### DATA FOR THE TASK ###

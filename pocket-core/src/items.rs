//! Item API client.
//!
//! Thin wrappers over the three item endpoints used by the command line:
//! - `POST /v3/get` - retrieve items
//! - `POST /v3/add` - save a URL
//! - `POST /v3/send` - modify items (archive)
//!
//! Requests are JSON and always carry the consumer key and access token.

use chrono::{DateTime, Utc};
use serde::{Deserialize, Deserializer, Serialize};
use serde_json::{Value, json};
use std::collections::HashMap;
use thiserror::Error;
use url::Url;

use crate::model::{Authorization, ConsumerKey};

/// Number of items `list` retrieves when no count is given.
pub const DEFAULT_COUNT: u32 = 10;

/// Error type for item API calls.
#[derive(Debug, Error)]
pub enum ApiError {
    /// The service could not be reached.
    #[error("network error: {0}")]
    Network(#[from] reqwest::Error),

    /// The service answered with an error status.
    #[error("HTTP {status}: {message}")]
    Status { status: u16, message: String },

    /// The response body did not have the expected shape.
    #[error("invalid response: {0}")]
    InvalidResponse(#[from] serde_json::Error),

    /// A URL could not be built from the configured base.
    #[error("invalid URL: {0}")]
    InvalidUrl(#[from] url::ParseError),
}

/// A saved item as returned by `/v3/get`.
#[derive(Debug, Clone, Serialize, Deserialize, PartialEq)]
pub struct Item {
    #[serde(deserialize_with = "number_or_string")]
    pub item_id: u64,

    #[serde(default)]
    pub given_url: String,

    #[serde(default)]
    pub resolved_url: String,

    #[serde(default)]
    pub given_title: String,

    #[serde(default)]
    pub resolved_title: String,

    #[serde(default)]
    pub excerpt: String,

    #[serde(default, deserialize_with = "number_or_string")]
    pub sort_id: u64,

    #[serde(default, deserialize_with = "number_or_string")]
    pub time_added: u64,
}

impl Item {
    /// Best available title.
    pub fn title(&self) -> &str {
        [&self.resolved_title, &self.given_title]
            .into_iter()
            .find(|t| !t.is_empty())
            .map(String::as_str)
            .unwrap_or_else(|| self.url())
    }

    /// Best available URL.
    pub fn url(&self) -> &str {
        if self.resolved_url.is_empty() {
            &self.given_url
        } else {
            &self.resolved_url
        }
    }

    /// When the item was saved.
    pub fn added_at(&self) -> Option<DateTime<Utc>> {
        i64::try_from(self.time_added)
            .ok()
            .and_then(|secs| DateTime::from_timestamp(secs, 0))
    }
}

/// The service encodes numbers as strings; accept both.
fn number_or_string<'de, D>(deserializer: D) -> Result<u64, D::Error>
where
    D: Deserializer<'de>,
{
    match Value::deserialize(deserializer)? {
        Value::Number(n) => n
            .as_u64()
            .ok_or_else(|| serde::de::Error::custom(format!("invalid number {}", n))),
        Value::String(s) if s.is_empty() => Ok(0),
        Value::String(s) => s.parse().map_err(serde::de::Error::custom),
        Value::Null => Ok(0),
        other => Err(serde::de::Error::custom(format!(
            "expected number or string, got {}",
            other
        ))),
    }
}

/// Filters for [`ItemClient::retrieve`].
#[derive(Debug, Clone, Default, Serialize)]
pub struct RetrieveOptions {
    #[serde(skip_serializing_if = "Option::is_none")]
    pub count: Option<u32>,

    #[serde(skip_serializing_if = "Option::is_none")]
    pub domain: Option<String>,

    #[serde(skip_serializing_if = "Option::is_none")]
    pub search: Option<String>,

    #[serde(skip_serializing_if = "Option::is_none")]
    pub tag: Option<String>,
}

/// Fields for [`ItemClient::add`].
#[derive(Debug, Clone, Default, Serialize)]
pub struct AddOptions {
    pub url: String,

    #[serde(skip_serializing_if = "Option::is_none")]
    pub title: Option<String>,

    /// Comma-separated list of tags.
    #[serde(skip_serializing_if = "Option::is_none")]
    pub tags: Option<String>,
}

#[derive(Debug, Deserialize)]
struct RetrieveResponse {
    #[serde(default, deserialize_with = "item_list")]
    list: Vec<Item>,
}

/// The service sends `[]` instead of `{}` for an empty list.
fn item_list<'de, D>(deserializer: D) -> Result<Vec<Item>, D::Error>
where
    D: Deserializer<'de>,
{
    #[derive(Deserialize)]
    #[serde(untagged)]
    enum ItemList {
        Map(HashMap<String, Item>),
        Seq(Vec<Item>),
    }

    Ok(match ItemList::deserialize(deserializer)? {
        ItemList::Map(map) => map.into_values().collect(),
        ItemList::Seq(items) => items,
    })
}

#[derive(Debug, Deserialize)]
struct SendResponse {
    #[serde(default)]
    action_results: Vec<Value>,
}

/// Authenticated client for the item endpoints.
#[derive(Debug, Clone)]
pub struct ItemClient {
    base_url: Url,
    consumer_key: ConsumerKey,
    authorization: Authorization,
    http_client: reqwest::Client,
}

impl ItemClient {
    /// Create a client acting on behalf of `authorization`.
    pub fn new(
        base_url: &str,
        consumer_key: ConsumerKey,
        authorization: Authorization,
    ) -> Result<Self, ApiError> {
        Ok(Self {
            base_url: Url::parse(base_url)?,
            consumer_key,
            authorization,
            http_client: reqwest::Client::new(),
        })
    }

    /// The user this client acts for.
    pub fn username(&self) -> &str {
        &self.authorization.username
    }

    async fn post(&self, path: &str, mut body: Value) -> Result<Value, ApiError> {
        let url = self.base_url.join(path)?;
        if let Value::Object(map) = &mut body {
            map.insert("consumer_key".into(), json!(self.consumer_key.expose()));
            map.insert(
                "access_token".into(),
                json!(self.authorization.access_token.expose()),
            );
        }

        tracing::debug!("POST {}", url);
        let response = self
            .http_client
            .post(url)
            .header("X-Accept", "application/json")
            .json(&body)
            .send()
            .await?;

        let status = response.status();
        if !status.is_success() {
            let message = response
                .headers()
                .get("x-error")
                .and_then(|v| v.to_str().ok())
                .map(str::to_string)
                .unwrap_or_else(|| {
                    status
                        .canonical_reason()
                        .unwrap_or("unknown error")
                        .to_string()
                });
            return Err(ApiError::Status {
                status: status.as_u16(),
                message,
            });
        }

        let bytes = response.bytes().await?;
        Ok(serde_json::from_slice(&bytes)?)
    }

    /// Retrieve items, sorted by their sort id.
    pub async fn retrieve(&self, options: &RetrieveOptions) -> Result<Vec<Item>, ApiError> {
        let body = serde_json::to_value(options)?;
        let response: RetrieveResponse = serde_json::from_value(self.post("/v3/get", body).await?)?;

        let mut items = response.list;
        items.sort_by_key(|item| item.sort_id);
        Ok(items)
    }

    /// Save a URL.
    pub async fn add(&self, options: &AddOptions) -> Result<(), ApiError> {
        let body = serde_json::to_value(options)?;
        self.post("/v3/add", body).await?;
        Ok(())
    }

    /// Archive an item. Returns whether the service applied the action.
    pub async fn archive(&self, item_id: u64) -> Result<bool, ApiError> {
        let body = json!({
            "actions": [{ "action": "archive", "item_id": item_id.to_string() }],
        });
        let response: SendResponse = serde_json::from_value(self.post("/v3/send", body).await?)?;

        Ok(response
            .action_results
            .first()
            .map(|r| !matches!(r, Value::Bool(false) | Value::Null))
            .unwrap_or(false))
    }
}
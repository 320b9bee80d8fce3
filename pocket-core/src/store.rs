//! Credential persistence.
//!
//! The credential store owns two files in the configuration directory:
//! - the consumer key, plain text, first line only
//! - the authorization record, JSON `{"access_token": ..., "username": ...}`
//!
//! Both are written with owner-only permissions. The authorization record is
//! written to a sibling temporary file and renamed into place, so a reader
//! sees either the previous file or a complete new one.
//!
//! # Example
//!
//! ```rust,ignore
//! use pocket_core::{CredentialStore, PocketConfig};
//!
//! let config = PocketConfig::load(None)?;
//! let store = CredentialStore::new(&config);
//! let key = store.load_consumer_key_interactive()?;
//! ```

use std::fs;
use std::io::{BufRead, Write};
use std::path::{Path, PathBuf};
use thiserror::Error;

use crate::config::PocketConfig;
use crate::model::{Authorization, ConsumerKey};

/// Where operators find their consumer key.
pub const CONSUMER_KEY_HELP_URL: &str = "https://getpocket.com/developer/apps/";

/// Error type for credential store operations.
#[derive(Debug, Error)]
pub enum StoreError {
    /// The file does not exist.
    #[error("{path} not found")]
    NotFound { path: PathBuf },

    /// The file exists but does not hold a valid record.
    #[error("malformed record in {path}: {message}")]
    Malformed { path: PathBuf, message: String },

    /// I/O error reading or writing the store.
    #[error("I/O error on {path}: {source}")]
    Io {
        path: PathBuf,
        #[source]
        source: std::io::Error,
    },

    /// The operator supplied no consumer key.
    #[error("no consumer key entered")]
    EmptyInput,
}

impl StoreError {
    fn io(path: &Path, source: std::io::Error) -> Self {
        if source.kind() == std::io::ErrorKind::NotFound {
            Self::NotFound {
                path: path.to_path_buf(),
            }
        } else {
            Self::Io {
                path: path.to_path_buf(),
                source,
            }
        }
    }
}

/// File-backed store for the consumer key and the authorization record.
#[derive(Debug, Clone)]
pub struct CredentialStore {
    consumer_key_path: PathBuf,
    auth_path: PathBuf,
}

impl CredentialStore {
    /// Create a store using the paths from the configuration.
    pub fn new(config: &PocketConfig) -> Self {
        Self::with_paths(config.consumer_key_path(), config.auth_path())
    }

    /// Create a store with explicit file paths.
    pub fn with_paths(consumer_key_path: PathBuf, auth_path: PathBuf) -> Self {
        Self {
            consumer_key_path,
            auth_path,
        }
    }

    /// Path of the consumer key file.
    pub fn consumer_key_path(&self) -> &Path {
        &self.consumer_key_path
    }

    /// Path of the authorization record.
    pub fn auth_path(&self) -> &Path {
        &self.auth_path
    }

    /// Read the cached consumer key.
    pub fn load_consumer_key(&self) -> Result<ConsumerKey, StoreError> {
        let contents = fs::read_to_string(&self.consumer_key_path)
            .map_err(|e| StoreError::io(&self.consumer_key_path, e))?;

        ConsumerKey::from_file_contents(&contents).ok_or_else(|| StoreError::Malformed {
            path: self.consumer_key_path.clone(),
            message: "first line is empty".to_string(),
        })
    }

    /// Read the cached consumer key, asking the operator when there is none.
    ///
    /// The prompt goes to `output`, the answer is the first line of `input`.
    /// The answer is written to the key file with owner-only permissions.
    pub fn load_consumer_key_or_prompt<R, W>(
        &self,
        input: &mut R,
        output: &mut W,
    ) -> Result<ConsumerKey, StoreError>
    where
        R: BufRead,
        W: Write,
    {
        match self.load_consumer_key() {
            Ok(key) => return Ok(key),
            Err(e) => tracing::warn!("Can't get consumer key: {}", e),
        }

        let console = PathBuf::from("<stdin>");
        write!(
            output,
            "Enter your consumer key (from here {}): ",
            CONSUMER_KEY_HELP_URL
        )
        .and_then(|_| output.flush())
        .map_err(|e| StoreError::io(&console, e))?;

        let mut line = String::new();
        input
            .read_line(&mut line)
            .map_err(|e| StoreError::io(&console, e))?;

        let key = ConsumerKey::from_file_contents(&line).ok_or(StoreError::EmptyInput)?;

        write_private(&self.consumer_key_path, key.expose().as_bytes())
            .map_err(|e| StoreError::io(&self.consumer_key_path, e))?;
        tracing::debug!("Saved consumer key to {:?}", self.consumer_key_path);

        Ok(key)
    }

    /// [`load_consumer_key_or_prompt`](Self::load_consumer_key_or_prompt) on
    /// the process's standard input and error streams.
    pub fn load_consumer_key_interactive(&self) -> Result<ConsumerKey, StoreError> {
        let stdin = std::io::stdin();
        let mut input = stdin.lock();
        let mut output = std::io::stderr();
        self.load_consumer_key_or_prompt(&mut input, &mut output)
    }

    /// Read the cached authorization record.
    ///
    /// Fails with [`StoreError::NotFound`] when there is no cache yet and
    /// [`StoreError::Malformed`] when the file cannot be parsed.
    pub fn load_authorization(&self) -> Result<Authorization, StoreError> {
        let contents =
            fs::read_to_string(&self.auth_path).map_err(|e| StoreError::io(&self.auth_path, e))?;

        serde_json::from_str(&contents).map_err(|e| StoreError::Malformed {
            path: self.auth_path.clone(),
            message: e.to_string(),
        })
    }

    /// Persist the authorization record.
    pub fn save_authorization(&self, authorization: &Authorization) -> Result<(), StoreError> {
        let contents = serde_json::to_string(authorization).map_err(|e| StoreError::Malformed {
            path: self.auth_path.clone(),
            message: e.to_string(),
        })?;

        let mut tmp_name = self
            .auth_path
            .file_name()
            .map(|n| n.to_os_string())
            .unwrap_or_default();
        tmp_name.push(".tmp");
        let tmp_path = self.auth_path.with_file_name(tmp_name);

        write_private(&tmp_path, format!("{}\n", contents).as_bytes())
            .map_err(|e| StoreError::io(&tmp_path, e))?;

        if let Err(e) = fs::rename(&tmp_path, &self.auth_path) {
            let _ = fs::remove_file(&tmp_path);
            return Err(StoreError::io(&self.auth_path, e));
        }

        tracing::debug!("Saved authorization to {:?}", self.auth_path);
        Ok(())
    }
}

/// Create or truncate `path` and write `contents`, readable by the owner only.
fn write_private(path: &Path, contents: &[u8]) -> std::io::Result<()> {
    let mut options = fs::OpenOptions::new();
    options.write(true).create(true).truncate(true);

    #[cfg(unix)]
    {
        use std::os::unix::fs::OpenOptionsExt;
        options.mode(0o600);
    }

    let mut file = options.open(path)?;

    // `mode` only applies on creation; an existing file keeps its bits.
    #[cfg(unix)]
    {
        use std::os::unix::fs::PermissionsExt;
        file.set_permissions(fs::Permissions::from_mode(0o600))?;
    }

    file.write_all(contents)?;
    file.sync_all()
}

###

WORK TO COMPLETE: Tally the lines of the records that contain the word "tags" and state the total alone.

WRITTEN ANSWER: 2